Cartoon Catastrophe

In the cycle of the Church’s year we are now in the ‘Kingdom Season’. It lasts until Advent Sunday and features a lot of readings from apocalyptic Bible passages, with an emphasis on judgement and the end of the world. The season concludes next week with the last Sunday in the Church’s year – a celebration of Christ the King.

Sitting in Morning Prayer at York Minster during these days matches the appointed readings to the panels of the Great East Window. It is an experience that spans time. The Book of Revelations probably dates from the final years of the first century AD. The window was constructed between 1405 and 1408, and I ma sitting listening to one, and looking at the other, in the year 2022.

In some respects the window feels like a cartoon strip telling the story of the Book of Revelation. A way for people with limited reading ability to follow the Biblical account of the end times. The colours and depictions are vivid, with suitably grim and menacing monsters and angels variously inflicting several plagues. Each frame gives life to a passage from scripture, which can easily be followed with the excellent navigator website. Given the content of apocalyptic literature in the Bible, it is hardly surprising that it has enjoyed a very mixed reception. For George Bernard Shaw Revelation is “a curious record of the visions of a drug addict”. DH Lawrence hated it so much that he wrote his own commentary.

It is certainly true that outside the context in which it was written, the text is often puzzling and perplexing. When I did a course on the Book of Revelation in the 1980s, I recall being told that the text was meant to be heard – to be read aloud. Maybe it sits uncomfortably on the page because the visions and drive of the apocalypse is designed to be a crashing and pulsating narrative. The various sequences and repetitions suggest that this may be right.

In March 2020 many may have felt that apocalyptic events were unfolding in our own time. Perhaps there was an expectation that, however difficult, this was a trial humanity had to undergo before sunnier days would commence. Writing in the final weeks of 2022 it now appears that crises of major proportions are fact of life. Maybe there is something in the Book of Revelation that suggests an initial calamity precipitates subsequent disruptions? In choosing ‘permacrisis‘ for its 2022 ‘word of the year’, Collins Dictionaries is reflecting the challenge people are experiencing in attempting to return to turbulence of more familiar proportions. Along with the continuing lack of inter-governmental action on climate change, evidenced by the debates at Cop27, there is growing awareness of the plummeting diversity of species on the planet. It is certain that climate change and loss of biodiversity are connected issues. More and more of our planet bears the fingerprints of human involvement and, consequently, there is a vanishing number of true wildernesses in our world. On top of which, this year is likely to be the warmest on record for the UK.

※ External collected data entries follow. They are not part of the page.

//! Application setup and initialization

pub mod routes;
pub mod server;
pub mod storage;
pub mod templates;
pub mod validation;

use crate::auth::AdminCredential;
use crate::services::approval::strategy_for;
use crate::state::AppState;
use anyhow::{Context, Result};
use shutterbox_core::Config;
use shutterbox_processing::{ImageNormalizer, UploadValidator};
use shutterbox_storage::PhotoBucket;
use std::sync::Arc;

/// Initialize the entire application: validate config, connect storage,
/// load templates and build the router.
pub async fn initialize_app(config: Config) -> Result<(Arc<AppState>, axum::Router)> {
    validation::validate_config(&config).context("Configuration validation failed")?;
    tracing::info!("Configuration loaded and validated successfully");

    let bucket = storage::setup_storage(&config).await?;
    let templates = templates::load_templates(&config.template_path)?;

    build_app(config, bucket, templates)
}

/// Wire an already constructed bucket and template set into the router.
pub fn build_app(
    config: Config,
    bucket: PhotoBucket,
    templates: tera::Tera,
) -> Result<(Arc<AppState>, axum::Router)> {
    let credential = AdminCredential::new(config.admin_user.clone(), config.admin_pass.expose())
        .context("Failed to prepare admin credential")?;

    let config = Arc::new(config);
    let state = Arc::new(AppState {
        approval: strategy_for(&config),
        validator: UploadValidator::new(config.max_upload_bytes),
        normalizer: ImageNormalizer::new(config.max_dimension, config.jpeg_quality),
        templates: Arc::new(templates),
        credential,
        bucket,
        config: config.clone(),
    });

    tracing::info!(
        approval_mode = %state.approval.mode(),
        admin_user = %state.credential.username(),
        "Application state initialized"
    );

    let router = routes::setup_routes(&config, state.clone());
    Ok((state, router))
}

Perhaps in the last 50 years we have become accustomed to a significant level of control in our economic and social order in the West. This is an exceptional experience for any human society, but there is plenty of compelling evidence to speculate that some fundamental issues may overpower us. In this respect at least, we have something in common with those who first heard the revelation of St John the Divine. Individually there is only a small amount we can do to meet the permacrises of the present. It requires a bigger and more international solution.

The apocalypse literature of this season encourages us to consider the shape of the future if we don’t change. The books of Daniel and Revelation suggest that we cannot predict the future as confidently as we should like. The dizzying imagery of these visions remind us that we sow today what we shall reap tomorrow. Both in personal faith and actions of collective responsibility, we cannot ignore the consequences of our actions. Apocalyptic literature should focus our minds and stir our spirits to work for a future where there is hope for our world.